Published online Dec 14, 2014. doi: 10.3748/wjg.v20.i46.17588
Revised: May 18, 2014
Accepted: July 15, 2014
Published online: December 14, 2014
Processing time: 324 Days and 19 Hours
AIM: To determine the prevalence, demographic, clinical and histopathologic features of heterotopic gastric mucosa (HGM) in Chinese patients.
METHODS: Patients referred to three endoscopy units were enrolled in this study. The macroscopic characteristics of HGM were documented. Biopsies were obtained and observed using hematoxylin and eosin staining. Helicobacter pylori colonization was examined by Whartin-Starry staining.

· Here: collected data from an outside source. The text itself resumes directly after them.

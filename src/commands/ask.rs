use std::env;
use std::io::{self, IsTerminal, Read, Write};
use std::path::PathBuf;
use std::str::FromStr;
use std::time::{Duration, Instant};

use clap::{Args, ValueEnum};
use owo_colors::{OwoColorize, Stream};
use serde_json::{Value, json};
use tracing::debug;

use crate::config::{self, ProfileConfig};
use crate::llm::sse::StreamItem;
use crate::llm::{
    Client, ClientConfig, ContentBlock, ImageSource, Message, MessageRequest, Provider,
    RetryPolicy, Usage,
};
use crate::logging;

pub const ABOUT: &str = "Send a prompt and print the answer";

/// Shown under `mpchat ask --help` and `mpask --help`; `mpask` takes the same
/// arguments as `mpchat ask`.
pub const HELP_EXAMPLES: &str = "Examples:\n  mpask --model claude-3-7-sonnet-latest \"2+2?\"\n  mpchat ask --image diagram.png \"What does this show?\"\n  echo \"Summarize this\" | mpask --provider openai --stream\n  mpask --profile fast --stream --show-usage \"Write a haiku\"";

const DEFAULT_RETRIES: u32 = 2;
const DEFAULT_RETRY_DELAY_MS: u64 = 500;

#[derive(Debug, Clone, Copy, PartialEq, Eq, ValueEnum)]
pub enum OutputMode {
    Text,
    Json,
}

impl OutputMode {
    fn as_str(self) -> &'static str {
        match self {
            OutputMode::Text => "text",
            OutputMode::Json => "json",
        }
    }
}

#[derive(Debug, Args, Clone)]
pub struct AskArgs {
    /// Prompt text. Read from stdin when omitted.
    prompt: Option<String>,
    /// anthropic, openai or deepseek [env: MPCHAT_PROVIDER]
    #[arg(long)]
    provider: Option<String>,
    /// Model name; defaults to the provider preset [env: MPCHAT_MODEL]
    #[arg(long)]
    model: Option<String>,
    #[arg(long)]
    system: Option<String>,
    /// [env: MPCHAT_TEMPERATURE]
    #[arg(long)]
    temperature: Option<f32>,
    /// [env: MPCHAT_MAX_TOKENS]
    #[arg(long)]
    max_tokens: Option<u32>,
    /// Request timeout in seconds [env: MPCHAT_TIMEOUT]
    #[arg(long)]
    timeout: Option<u64>,
    /// [env: MPCHAT_RETRIES]
    #[arg(long)]
    retries: Option<u32>,
    /// Base retry delay in milliseconds [env: MPCHAT_RETRY_DELAY]
    #[arg(long)]
    retry_delay: Option<u64>,
    /// Override the provider endpoint [env: MPCHAT_BASE_URL]
    #[arg(long)]
    base_url: Option<String>,
    /// Profile name from the config file
    #[arg(long)]
    profile: Option<String>,
    /// Attach an image to the prompt
    #[arg(long)]
    image: Option<PathBuf>,
    /// Print text as it streams in
    #[arg(long)]
    stream: bool,
    /// Print the request instead of sending it
    #[arg(long)]
    dry_run: bool,
    /// Shorthand for --output json
    #[arg(long)]
    json: bool,
    #[arg(long, value_enum)]
    output: Option<OutputMode>,
    /// Print token usage and latency on stderr
    #[arg(long)]
    show_usage: bool,
    #[arg(short, long)]
    verbose: bool,
    /// Only fatal errors reach stderr
    #[arg(short, long)]
    quiet: bool,
    /// Print version and build metadata
    #[arg(long)]
    version: bool,
}

#[derive(Debug)]
struct AskSettings {
    provider: Provider,
    model: String,
    system: Option<String>,
    temperature: Option<f32>,
    max_tokens: u32,
    timeout_secs: Option<u64>,
    retries: u32,
    retry_delay_ms: u64,
    base_url: Option<String>,
    output: OutputMode,
    stream: bool,
    show_usage: bool,
}

impl AskSettings {
    /// CLI flag, then environment, then profile, then provider preset.
    fn resolve(args: &AskArgs, profile: &ProfileConfig) -> Result<Self, String> {
        let provider = match args.provider.as_deref() {
            Some(value) => parse_provider("--provider", value)?,
            None => match non_empty_env("MPCHAT_PROVIDER") {
                Some(value) => parse_provider("MPCHAT_PROVIDER", &value)?,
                None => profile.provider()?.unwrap_or(Provider::Anthropic),
            },
        };
        let preset = ClientConfig::for_provider(provider, "");

        let model = args
            .model
            .clone()
            .or_else(|| non_empty_env("MPCHAT_MODEL"))
            .or_else(|| profile.model.clone())
            .unwrap_or(preset.model);
        let max_tokens = pick(args.max_tokens, "MPCHAT_MAX_TOKENS", profile.max_tokens)?
            .unwrap_or(preset.max_tokens);
        let base_url = args
            .base_url
            .clone()
            .or_else(|| non_empty_env("MPCHAT_BASE_URL"))
            .or_else(|| profile.base_url.clone());

        let output = if args.json {
            OutputMode::Json
        } else {
            match (args.output, profile.output.as_deref()) {
                (Some(output), _) => output,
                (None, Some("json")) => OutputMode::Json,
                _ => OutputMode::Text,
            }
        };

        Ok(Self {
            provider,
            model,
            system: args.system.clone().or_else(|| profile.system.clone()),
            temperature: pick(args.temperature, "MPCHAT_TEMPERATURE", profile.temperature)?,
            max_tokens,
            timeout_secs: pick(args.timeout, "MPCHAT_TIMEOUT", profile.timeout)?,
            retries: pick(args.retries, "MPCHAT_RETRIES", profile.retries)?
                .unwrap_or(DEFAULT_RETRIES),
            retry_delay_ms: pick(args.retry_delay, "MPCHAT_RETRY_DELAY", profile.retry_delay)?
                .unwrap_or(DEFAULT_RETRY_DELAY_MS),
            base_url,
            output,
            stream: args.stream || profile.stream.unwrap_or(false),
            show_usage: args.show_usage || profile.show_usage.unwrap_or(false),
        })
    }

    fn client_config(&self, api_key: String) -> ClientConfig {
        let mut config = ClientConfig::for_provider(self.provider, api_key)
            .with_model(self.model.clone())
            .with_max_tokens(self.max_tokens);
        if let Some(base_url) = &self.base_url {
            config = config.with_base_url(base_url.clone());
        }
        config
    }

    fn retry_policy(&self) -> RetryPolicy {
        RetryPolicy {
            timeout: self.timeout_secs.map(Duration::from_secs),
            retries: self.retries,
            retry_delay_ms: self.retry_delay_ms,
        }
    }
}

pub fn version_text() -> String {
    format!(
        "{} {}\ncommit: {}\nbuilt: {}",
        env!("CARGO_PKG_NAME"),
        env!("CARGO_PKG_VERSION"),
        env!("MPCHAT_GIT_SHA"),
        env!("MPCHAT_BUILD_TS"),
    )
}

pub async fn run(args: AskArgs) -> Result<(), String> {
    if args.version {
        println!("{}", version_text());
        return Ok(());
    }
    logging::init_tracing(logging::default_level(args.verbose, args.quiet));

    let profile = match args.profile.as_deref() {
        Some(name) => config::load_profile(name)?,
        None => ProfileConfig::default(),
    };
    let settings = AskSettings::resolve(&args, &profile)?;
    let prompt = read_prompt(args.prompt.as_deref())?;
    debug!(
        provider = settings.provider.as_str(),
        model = %settings.model,
        api_key_present = settings.provider.is_api_key_present(),
        "resolved ask settings"
    );

    let mut message = Message::user(prompt);
    if let Some(path) = &args.image {
        let image = ImageSource::from_path(path).map_err(|err| err.to_string())?;
        message.add_content(ContentBlock::image(image));
    }
    let mut request = MessageRequest::new(settings.model.clone(), settings.max_tokens)
        .with_message(message)
        .with_stream(settings.stream);
    if let Some(system) = &settings.system {
        request = request.with_system(system.clone());
    }
    if let Some(temperature) = settings.temperature {
        request = request.with_temperature(temperature);
    }

    if args.dry_run {
        let config = settings.client_config(String::new());
        let body = request.to_json().map_err(|err| err.to_string())?;
        print_json(&dry_run_report(&settings, &config, body))?;
        if settings.show_usage && !args.quiet {
            report_usage(None, Duration::ZERO, true);
        }
        return Ok(());
    }

    let key_env = settings.provider.api_key_env();
    let api_key = non_empty_env(key_env)
        .ok_or_else(|| format!("{key_env} is not set in the environment"))?;
    let client = Client::new(settings.client_config(api_key)).with_retry_policy(settings.retry_policy());

    let started = Instant::now();
    let (content, stop_reason, usage) = if settings.stream {
        stream_answer(&client, &request, settings.output).await?
    } else {
        let response = client
            .send_message(&request)
            .await
            .map_err(|err| err.to_string())?;
        let content = response
            .text()
            .ok_or_else(|| "Provider returned an empty response.".to_string())?;
        (content, response.stop_reason, response.usage)
    };
    let latency = started.elapsed();

    match settings.output {
        OutputMode::Text if settings.stream => println!(),
        OutputMode::Text => println!("{content}"),
        OutputMode::Json => print_json(&json!({
            "provider": settings.provider.as_str(),
            "model": settings.model,
            "content": content,
            "stop_reason": stop_reason,
            "usage": usage,
            "latency_ms": latency.as_millis() as u64,
        }))?,
    }

    if settings.show_usage && !args.quiet {
        report_usage(usage.as_ref(), latency, false);
    }
    Ok(())
}

/// Streams the answer, echoing text deltas in text mode. Returns the joined
/// text, the stop reason and the usage counters seen on the way.
async fn stream_answer(
    client: &Client,
    request: &MessageRequest,
    output: OutputMode,
) -> Result<(String, Option<String>, Option<Usage>), String> {
    let mut content = String::new();
    let mut stop_reason = None;
    let mut usage = Usage::default();
    let mut stdout = io::stdout();

    let outcome = client
        .stream_message(request, |item| -> io::Result<()> {
            match &item {
                StreamItem::Message(message) => {
                    if let Some(start) = &message.usage {
                        usage.input_tokens = start.input_tokens.or(usage.input_tokens);
                        usage.output_tokens = start.output_tokens.or(usage.output_tokens);
                    }
                }
                StreamItem::Payload(payload) => {
                    if let Some(reason) = payload
                        .pointer("/delta/stop_reason")
                        .or_else(|| payload.pointer("/choices/0/finish_reason"))
                        .and_then(Value::as_str)
                    {
                        stop_reason = Some(reason.to_string());
                    }
                    if let Some(delta) = payload
                        .get("usage")
                        .and_then(|value| serde_json::from_value::<Usage>(value.clone()).ok())
                    {
                        merge_usage(&mut usage, delta);
                    }
                }
                StreamItem::Malformed(_) => {}
            }
            if let Some(text) = item.text_delta() {
                content.push_str(text);
                if output == OutputMode::Text {
                    stdout.write_all(text.as_bytes())?;
                    stdout.flush()?;
                }
            }
            Ok(())
        })
        .await
        .map_err(|err| err.to_string())?;
    debug!(?outcome, "stream finished");

    let usage = (usage != Usage::default()).then_some(usage);
    Ok((content, stop_reason, usage))
}

fn merge_usage(usage: &mut Usage, delta: Usage) {
    usage.input_tokens = delta.input_tokens.or(usage.input_tokens);
    usage.output_tokens = delta.output_tokens.or(usage.output_tokens);
    usage.prompt_tokens = delta.prompt_tokens.or(usage.prompt_tokens);
    usage.completion_tokens = delta.completion_tokens.or(usage.completion_tokens);
    usage.total_tokens = delta.total_tokens.or(usage.total_tokens);
}

fn dry_run_report(settings: &AskSettings, config: &ClientConfig, body: Value) -> Value {
    json!({
        "dry_run": true,
        "provider": settings.provider.as_str(),
        "model": settings.model,
        "url": config.message_url(),
        "output": settings.output.as_str(),
        "stream": settings.stream,
        "request": {
            "temperature": settings.temperature,
            "max_tokens": settings.max_tokens,
            "timeout_secs": settings.timeout_secs,
            "retries": settings.retries,
            "retry_delay_ms": settings.retry_delay_ms,
        },
        "body": body,
    })
}

fn report_usage(usage: Option<&Usage>, latency: Duration, dry_run: bool) {
    let line = match usage {
        _ if dry_run => "usage: unavailable latency_ms=0 (dry-run)".to_string(),
        Some(usage) => format!(
            "usage: input={} output={} total={} latency_ms={}",
            count(usage.input()),
            count(usage.output()),
            count(usage.total()),
            latency.as_millis()
        ),
        None => format!("usage: unavailable latency_ms={}", latency.as_millis()),
    };
    eprintln!("{}", line.if_supports_color(Stream::Stderr, |text| text.dimmed()));
}

fn count(value: Option<u64>) -> String {
    value.map_or_else(|| "?".to_string(), |value| value.to_string())
}

fn print_json(value: &Value) -> Result<(), String> {
    let text = serde_json::to_string(value).map_err(|err| err.to_string())?;
    println!("{text}");
    Ok(())
}

fn read_prompt(argument: Option<&str>) -> Result<String, String> {
    if let Some(prompt) = argument.filter(|prompt| !prompt.trim().is_empty()) {
        return Ok(prompt.to_string());
    }

    let mut stdin = io::stdin();
    if stdin.is_terminal() {
        return Err("No prompt provided. Pass it as an argument or pipe it on stdin.".to_string());
    }
    let mut prompt = String::new();
    stdin
        .read_to_string(&mut prompt)
        .map_err(|err| format!("Failed to read prompt from stdin: {err}"))?;
    let prompt = prompt.trim_end_matches(['\n', '\r']);
    if prompt.trim().is_empty() {
        return Err("No prompt provided. Pass it as an argument or pipe it on stdin.".to_string());
    }
    Ok(prompt.to_string())
}

fn parse_provider(source: &str, value: &str) -> Result<Provider, String> {
    Provider::from_str(value).map_err(|_| {
        format!(
            "Invalid {source} '{value}'. Supported values: {}.",
            Provider::supported_values()
        )
    })
}

/// Flag value, else the parsed environment variable, else the profile value.
fn pick<T: FromStr>(flag: Option<T>, env_name: &str, profile: Option<T>) -> Result<Option<T>, String> {
    if flag.is_some() {
        return Ok(flag);
    }
    match non_empty_env(env_name) {
        Some(raw) => raw
            .parse()
            .map(Some)
            .map_err(|_| format!("Invalid {env_name} '{raw}'.")),
        None => Ok(profile),
    }
}

fn non_empty_env(name: &str) -> Option<String> {
    env::var(name)
        .ok()
        .map(|value| value.trim().to_string())
        .filter(|value| !value.is_empty())
}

RESULTS: HGM was observed in 420 Chinese patients, yielding a prevalence of 0.4%. The majority of patients had a single patch (300/420; 71.4%), while the remainder had two (84/420; 20%) or multiple patches (36/420; 8.6%). The size of the patches and the distance from the patch to the frontal incisor teeth varied significantly. The large majority of HGM patches were flat (393/420; 93.6%), whereas the remaining patches were slightly elevated. The primary histological characteristic was fundic-type (216/420; 51.4%) within the HGM patch, and antral- (43/420; 10.2%) and transitional-type (65/420; 15.5%) mucosa were also observed. The prevalence of intestinal metaplasia was 3.1% (13/420) and the prevalence of dysplasia was 1.4% (6/420), indicating the necessity for endoscopic follow-up in patients with HGM. Esophageal and extraesophageal complaints were also observed in patients with HGM. Dysphagia and epigastric discomfort (odds ratios: 6.836 and 115.826, respectively; Ps < 0.05) were independent risk factors for HGM.
CONCLUSION: Clinical complaints should be considered to improve the detection rate of HMG. The prevalence of intestinal metaplasia and dysplasia also indicates a need for endoscopic follow-up.
Core tip: This study reports the prevalence, demographic, clinical and histologic features of heterotopic gastric mucosa (HGM) in Chinese patients. HGM was not commonly observed in the study population. Although malignant transformation was rare, intestinal metaplasia and dysplasia within HGM should be carefully followed-up. Some clinical symptoms, although not specific, were helpful in screening for HGM.